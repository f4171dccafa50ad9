//! `DocumentService` over the backend's HTTP API.

use async_trait::async_trait;
use reqwest::{
    multipart::{Form, Part},
    Client, Response,
};
use serde::de::DeserializeOwned;
use shared::{
    error::ApiError,
    protocol::{ChatRequest, ChatResponse, FileListResponse, UploadResponse},
};
use tracing::{debug, info};
use url::Url;

use crate::{
    config::Settings,
    error::{ClientError, TransportError},
    registry::DocumentUpload,
    DocumentService,
};

pub struct HttpDocumentService {
    http: Client,
    base_url: Url,
}

impl HttpDocumentService {
    pub fn new(settings: &Settings) -> Result<Self, ClientError> {
        let mut builder = Client::builder();
        if let Some(timeout) = settings.request_timeout() {
            builder = builder.timeout(timeout);
        }
        Ok(Self {
            http: builder.build()?,
            base_url: settings.api_url.clone(),
        })
    }

    /// Appends percent-encoded path segments to the base url.
    pub fn endpoint(&self, segments: &[&str]) -> Result<Url, ClientError> {
        let mut url = self.base_url.clone();
        url.path_segments_mut()
            .map_err(|_| ClientError::validation(format!("{} cannot be a base url", self.base_url)))?
            .pop_if_empty()
            .extend(segments);
        Ok(url)
    }

    async fn check_status(response: Response) -> Result<Response, ClientError> {
        let status = response.status();
        if status.is_success() {
            return Ok(response);
        }
        let body = response.text().await.unwrap_or_default();
        Err(TransportError::Status {
            status: status.as_u16(),
            message: ApiError::message_from_body(&body),
        }
        .into())
    }

    async fn read_json<T: DeserializeOwned>(response: Response) -> Result<T, ClientError> {
        let bytes = response.bytes().await?;
        serde_json::from_slice(&bytes)
            .map_err(|err| TransportError::Malformed(err.to_string()).into())
    }
}

#[async_trait]
impl DocumentService for HttpDocumentService {
    async fn list_documents(&self) -> Result<Vec<String>, ClientError> {
        let response = self.http.get(self.endpoint(&["files"])?).send().await?;
        let body: FileListResponse = Self::read_json(Self::check_status(response).await?).await?;
        debug!(count = body.files.len(), "listed documents");
        Ok(body.files)
    }

    async fn upload(&self, upload: DocumentUpload) -> Result<Option<UploadResponse>, ClientError> {
        let mime_type = upload.mime_type();
        let part = Part::bytes(upload.bytes)
            .file_name(upload.filename.clone())
            .mime_str(&mime_type)?;
        let response = self
            .http
            .post(self.endpoint(&["upload"])?)
            .multipart(Form::new().part("file", part))
            .send()
            .await?;
        let response = Self::check_status(response).await?;

        // Any 2xx counts as success; the receipt is informational.
        let bytes = response.bytes().await?;
        let receipt = serde_json::from_slice::<UploadResponse>(&bytes).ok();
        if let Some(receipt) = &receipt {
            info!(
                filename = %receipt.filename,
                chunks = receipt.chunks_count,
                "backend indexed upload"
            );
        }
        Ok(receipt)
    }

    async fn remove(&self, filename: &str) -> Result<(), ClientError> {
        let response = self
            .http
            .delete(self.endpoint(&["files", filename])?)
            .send()
            .await?;
        Self::check_status(response).await?;
        Ok(())
    }

    async fn ask(&self, question: &str) -> Result<ChatResponse, ClientError> {
        let response = self
            .http
            .post(self.endpoint(&["chat"])?)
            .json(&ChatRequest {
                question: question.to_string(),
            })
            .send()
            .await?;
        Self::read_json(Self::check_status(response).await?).await
    }

    async fn fetch_document(&self, filename: &str) -> Result<Vec<u8>, ClientError> {
        let response = self
            .http
            .get(self.endpoint(&["static", filename])?)
            .send()
            .await?;
        let bytes = Self::check_status(response).await?.bytes().await?;
        Ok(bytes.to_vec())
    }
}

#[cfg(test)]
#[path = "tests/transport_tests.rs"]
mod tests;
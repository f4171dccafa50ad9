//! Document viewer state: which citation is shown, at which page and zoom.
//!
//! The viewer never fetches bytes itself. Every `open_at` stamps a fresh
//! [`GenerationToken`]; whoever loads the document reports back with the
//! token it started with, and reports for an older token are refused.

use shared::domain::SourceCitation;

use crate::error::ClientError;

pub const MIN_ZOOM: f32 = 0.6;
pub const MAX_ZOOM: f32 = 2.5;
pub const ZOOM_STEP: f32 = 0.2;
pub const DEFAULT_ZOOM: f32 = 1.0;

#[derive(Debug, Clone, Copy, PartialEq, Eq, PartialOrd, Ord, Hash, Default)]
pub struct GenerationToken(pub u64);

impl GenerationToken {
    fn next(self) -> Self {
        Self(self.0 + 1)
    }
}

// Rounded to hundredths so repeated steps do not drift.
fn clamp_zoom(zoom: f32) -> f32 {
    ((zoom * 100.0).round() / 100.0).clamp(MIN_ZOOM, MAX_ZOOM)
}

/// A load the viewer is waiting on.
#[derive(Debug, Clone, PartialEq, Eq)]
pub struct PendingLoad {
    pub filename: String,
    pub generation: GenerationToken,
}

#[derive(Debug, Clone, PartialEq)]
pub struct ViewerState {
    active_source: Option<SourceCitation>,
    is_open: bool,
    page_number: u32,
    total_pages: Option<u32>,
    zoom: f32,
    generation: GenerationToken,
    load_error: Option<String>,
}

impl Default for ViewerState {
    fn default() -> Self {
        Self {
            active_source: None,
            is_open: false,
            page_number: 1,
            total_pages: None,
            zoom: DEFAULT_ZOOM,
            generation: GenerationToken::default(),
            load_error: None,
        }
    }
}

impl ViewerState {
    pub fn active_source(&self) -> Option<&SourceCitation> {
        self.active_source.as_ref()
    }

    pub fn is_open(&self) -> bool {
        self.is_open
    }

    pub fn page_number(&self) -> u32 {
        self.page_number
    }

    pub fn total_pages(&self) -> Option<u32> {
        self.total_pages
    }

    pub fn zoom(&self) -> f32 {
        self.zoom
    }

    pub fn generation(&self) -> GenerationToken {
        self.generation
    }

    pub fn load_error(&self) -> Option<&str> {
        self.load_error.as_deref()
    }

    /// Opens the viewer on `source`. Zoom is kept from the previous document.
    pub fn open_at(&mut self, source: SourceCitation) -> GenerationToken {
        self.page_number = source.start_page();
        self.active_source = Some(source);
        self.total_pages = None;
        self.load_error = None;
        self.is_open = true;
        self.generation = self.generation.next();
        self.generation
    }

    /// Re-opens the last active source after `close`.
    pub fn reopen(&mut self) -> Option<GenerationToken> {
        if self.is_open {
            return None;
        }
        let source = self.active_source.clone()?;
        Some(self.open_at(source))
    }

    pub fn close(&mut self) {
        self.is_open = false;
    }

    /// The document that still needs a page count, if any.
    pub fn pending_load(&self) -> Option<PendingLoad> {
        if !self.is_open || self.total_pages.is_some() || self.load_error.is_some() {
            return None;
        }
        self.active_source.as_ref().map(|source| PendingLoad {
            filename: source.filename.clone(),
            generation: self.generation,
        })
    }

    fn check_generation(&self, generation: GenerationToken) -> Result<(), ClientError> {
        if generation != self.generation {
            return Err(ClientError::StaleResponse {
                received: generation.0,
                current: self.generation.0,
            });
        }
        Ok(())
    }

    pub fn document_loaded(
        &mut self,
        page_count: u32,
        generation: GenerationToken,
    ) -> Result<(), ClientError> {
        self.check_generation(generation)?;
        if page_count == 0 {
            self.load_error = Some("document has no pages".to_string());
            return Ok(());
        }
        self.total_pages = Some(page_count);
        self.page_number = self.page_number.clamp(1, page_count);
        Ok(())
    }

    pub fn load_failed(
        &mut self,
        reason: impl Into<String>,
        generation: GenerationToken,
    ) -> Result<(), ClientError> {
        self.check_generation(generation)?;
        self.load_error = Some(reason.into());
        Ok(())
    }

    pub fn has_previous_page(&self) -> bool {
        self.page_number > 1
    }

    pub fn has_next_page(&self) -> bool {
        match self.total_pages {
            Some(total) => self.page_number < total,
            None => self.page_number < u32::MAX,
        }
    }

    /// Returns whether the page changed. Safe to call at the last page.
    pub fn next_page(&mut self) -> bool {
        if !self.is_open || !self.has_next_page() {
            return false;
        }
        match self.page_number.checked_add(1) {
            Some(next) => {
                self.page_number = next;
                true
            }
            None => false,
        }
    }

    pub fn prev_page(&mut self) -> bool {
        if !self.is_open || !self.has_previous_page() {
            return false;
        }
        self.page_number -= 1;
        true
    }

    pub fn zoom_in(&mut self) -> bool {
        self.set_zoom(self.zoom + ZOOM_STEP)
    }

    pub fn zoom_out(&mut self) -> bool {
        self.set_zoom(self.zoom - ZOOM_STEP)
    }

    fn set_zoom(&mut self, zoom: f32) -> bool {
        if !self.is_open {
            return false;
        }
        let zoom = clamp_zoom(zoom);
        if zoom == self.zoom {
            return false;
        }
        self.zoom = zoom;
        true
    }

    pub fn zoom_percent(&self) -> u32 {
        (self.zoom * 100.0).round() as u32
    }

    pub fn page_label(&self) -> String {
        match self.total_pages {
            Some(total) => format!("Page {} / {total}", self.page_number),
            None => format!("Page {} / -", self.page_number),
        }
    }
}

#[cfg(test)]
#[path = "tests/viewer_tests.rs"]
mod tests;
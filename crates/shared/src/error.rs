use serde::{Deserialize, Serialize};

/// Error body returned by the backend on non-2xx responses (`{"detail": ...}`).
#[derive(Debug, Clone, Serialize, Deserialize)]
pub struct ApiError {
    #[serde(default)]
    pub detail: Option<serde_json::Value>,
}

impl ApiError {
    /// Parses an error body, falling back to the raw text when it is not JSON.
    pub fn message_from_body(body: &str) -> String {
        let body = body.trim();
        match serde_json::from_str::<ApiError>(body) {
            Ok(ApiError {
                detail: Some(serde_json::Value::String(detail)),
            }) => detail,
            Ok(ApiError {
                detail: Some(other),
            }) => other.to_string(),
            _ => body.to_string(),
        }
    }
}
use serde::{Deserialize, Serialize};

use crate::domain::SourceCitation;

/// Body of `GET /files`.
#[derive(Debug, Clone, Serialize, Deserialize)]
pub struct FileListResponse {
    pub files: Vec<String>,
}

/// Body of a successful `POST /upload`. Clients must tolerate its absence.
#[derive(Debug, Clone, Serialize, Deserialize)]
pub struct UploadResponse {
    pub filename: String,
    pub chunks_count: u64,
    #[serde(default)]
    pub message: String,
}

impl UploadResponse {
    pub fn was_indexed(&self) -> bool {
        self.chunks_count > 0
    }
}

#[derive(Debug, Clone, Serialize, Deserialize)]
pub struct ChatRequest {
    pub question: String,
}

#[derive(Debug, Clone, Serialize, Deserialize)]
pub struct ChatResponse {
    pub answer: String,
    #[serde(default)]
    pub sources: Vec<SourceCitation>,
}

#[cfg(test)]
mod tests {
    use super::*;

    #[test]
    fn chat_response_defaults_missing_page_number_to_first_page() {
        let raw = r#"{"answer":"42","sources":[{"filename":"a.pdf","text":"x"}]}"#;
        let parsed: ChatResponse = serde_json::from_str(raw).expect("parse");
        assert_eq!(parsed.sources[0].page_number, 1);
    }

    #[test]
    fn chat_response_without_sources_is_empty() {
        let parsed: ChatResponse = serde_json::from_str(r#"{"answer":"none"}"#).expect("parse");
        assert!(parsed.sources.is_empty());
    }

    #[test]
    fn chat_response_rejects_missing_answer() {
        assert!(serde_json::from_str::<ChatResponse>(r#"{"sources":[]}"#).is_err());
    }

    #[test]
    fn upload_response_reports_unindexed_files() {
        let parsed: UploadResponse = serde_json::from_str(
            r#"{"filename":"notes.txt","chunks_count":0,"message":"Not a PDF"}"#,
        )
        .expect("parse");
        assert!(!parsed.was_indexed());
    }
}
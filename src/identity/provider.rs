//! Identity provider trait
//!
//! Resolves the principal a check applies to. The host supplies the
//! request-scoped principal; the process identity is the fallback.

use crate::identity::context::RequestContext;
use std::fmt;
use std::sync::Arc;

/// Acting principal
#[derive(Debug, Clone, PartialEq, Eq, Hash)]
pub struct Identity {
    principal: Arc<str>,
}

impl Identity {
    pub fn new(principal: impl Into<String>) -> Self {
        Self {
            principal: principal.into().into(),
        }
    }

    /// Full principal name, e.g. `alice/host.example.com@EXAMPLE.COM`
    pub fn principal(&self) -> &str {
        &self.principal
    }

    /// Short name used for admin membership: the principal up to the first
    /// `/` or `@`
    pub fn short_name(&self) -> &str {
        self.principal
            .split(['/', '@'])
            .next()
            .unwrap_or(&self.principal)
    }
}

impl fmt::Display for Identity {
    fn fmt(&self, f: &mut fmt::Formatter<'_>) -> fmt::Result {
        write!(f, "{}", self.short_name())
    }
}

/// Source of acting identities
pub trait IdentityProvider: Send + Sync {
    /// Principal bound to the current inbound operation, if any
    fn request_user(&self) -> Option<Identity>;

    /// Identity the process itself runs as
    fn current_user(&self) -> Option<Identity>;

    /// Request principal first, then the process identity
    fn active_user(&self) -> Option<Identity> {
        self.request_user().or_else(|| self.current_user())
    }
}

/// Box type alias for identity providers
pub type BoxedIdentityProvider = Box<dyn IdentityProvider>;

/// Default provider: [`RequestContext`] for the request principal and the
/// login name of the process for the fallback
#[derive(Debug, Clone, Default)]
pub struct ProcessIdentityProvider {
    process_user: Option<Identity>,
}

impl ProcessIdentityProvider {
    pub fn new(process_user: Option<Identity>) -> Self {
        Self { process_user }
    }

    /// Process identity from USER, LOGNAME or USERNAME, in that order
    pub fn from_env() -> Self {
        let process_user = ["USER", "LOGNAME", "USERNAME"]
            .iter()
            .filter_map(|var| std::env::var(var).ok())
            .find(|name| !name.is_empty())
            .map(Identity::new);

        Self { process_user }
    }
}

impl IdentityProvider for ProcessIdentityProvider {
    fn request_user(&self) -> Option<Identity> {
        RequestContext::current()
    }

    fn current_user(&self) -> Option<Identity> {
        self.process_user.clone()
    }
}
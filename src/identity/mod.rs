//! Identity module
//!
//! Resolves the acting principal for a gated operation: the request-scoped
//! principal when the host bound one, else the identity of the process.

pub mod context;
pub mod provider;

pub use context::{RequestContext, RequestGuard};
pub use provider::{BoxedIdentityProvider, Identity, IdentityProvider, ProcessIdentityProvider};
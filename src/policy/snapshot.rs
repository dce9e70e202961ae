//! Policy snapshot and protected-table matching
//!
//! A snapshot is built once per successful reload and never mutated
//! afterwards; the store swaps whole snapshots.

use serde::Serialize;
use std::collections::BTreeSet;

/// Trailing marker turning a protected-table entry into a prefix match
pub const WILDCARD: char = '*';

/// Admin set and protected-table patterns in effect at a given moment
#[derive(Debug, Clone, Default, PartialEq, Eq, Serialize)]
pub struct PolicySnapshot {
    admin_identities: BTreeSet<String>,
    protected_tables: ProtectedTables,
}

impl PolicySnapshot {
    pub fn new<A, P>(admins: A, protected: P) -> Self
    where
        A: IntoIterator,
        A::Item: Into<String>,
        P: IntoIterator,
        P::Item: Into<String>,
    {
        Self {
            admin_identities: admins.into_iter().map(Into::into).collect(),
            protected_tables: ProtectedTables::new(protected),
        }
    }

    /// Empty snapshot: no admins, nothing protected
    pub fn empty() -> Self {
        Self::default()
    }

    pub fn is_admin(&self, short_name: &str) -> bool {
        self.admin_identities.contains(short_name)
    }

    pub fn admin_identities(&self) -> &BTreeSet<String> {
        &self.admin_identities
    }

    pub fn protected_tables(&self) -> &ProtectedTables {
        &self.protected_tables
    }
}

/// Ordered list of protected-table patterns
///
/// An entry matches a table name when it is equal to it, or when the entry
/// ends with [`WILDCARD`] and the table name starts with the entry minus the
/// marker.
#[derive(Debug, Clone, Default, PartialEq, Eq, Serialize)]
#[serde(transparent)]
pub struct ProtectedTables {
    patterns: Vec<String>,
}

impl ProtectedTables {
    pub fn new<P>(patterns: P) -> Self
    where
        P: IntoIterator,
        P::Item: Into<String>,
    {
        Self {
            patterns: patterns
                .into_iter()
                .map(Into::into)
                .filter(|p: &String| !p.is_empty())
                .collect(),
        }
    }

    /// Check if a table name is protected
    pub fn matches(&self, table: &str) -> bool {
        self.find_match(table).is_some()
    }

    /// Return the first pattern protecting `table`, if any
    pub fn find_match(&self, table: &str) -> Option<&str> {
        self.patterns
            .iter()
            .find(|p| pattern_matches(p, table))
            .map(String::as_str)
    }

    pub fn is_empty(&self) -> bool {
        self.patterns.is_empty()
    }

    pub fn len(&self) -> usize {
        self.patterns.len()
    }

    pub fn iter(&self) -> impl Iterator<Item = &str> {
        self.patterns.iter().map(String::as_str)
    }
}

fn pattern_matches(pattern: &str, table: &str) -> bool {
    match pattern.strip_suffix(WILDCARD) {
        Some(prefix) => table.starts_with(prefix),
        None => pattern == table,
    }
}
//! Host-facing intercept interface

use crate::error::GateResult;
use crate::gate::types::{RegionInfo, TableDescriptor};

/// Pre-operation hooks the host calls for table-lifecycle operations
///
/// `Ok(())` lets the operation proceed; an error aborts it and its message is
/// shown to the caller.
pub trait TableAccessObserver: Send + Sync {
    fn pre_create_table(&self, desc: &TableDescriptor, regions: &[RegionInfo]) -> GateResult<()>;

    fn pre_delete_table(&self, table_name: &[u8]) -> GateResult<()>;

    fn pre_modify_table(&self, table_name: &[u8], desc: &TableDescriptor) -> GateResult<()>;
}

EXERCISE —
To answer, copy each line from the material above that has the word "entry".

OUTPUT —
/// Trailing marker turning a protected-table entry into a prefix match
/// An entry matches a table name when it is equal to it, or when the entry
/// ends with [`WILDCARD`] and the table name starts with the entry minus the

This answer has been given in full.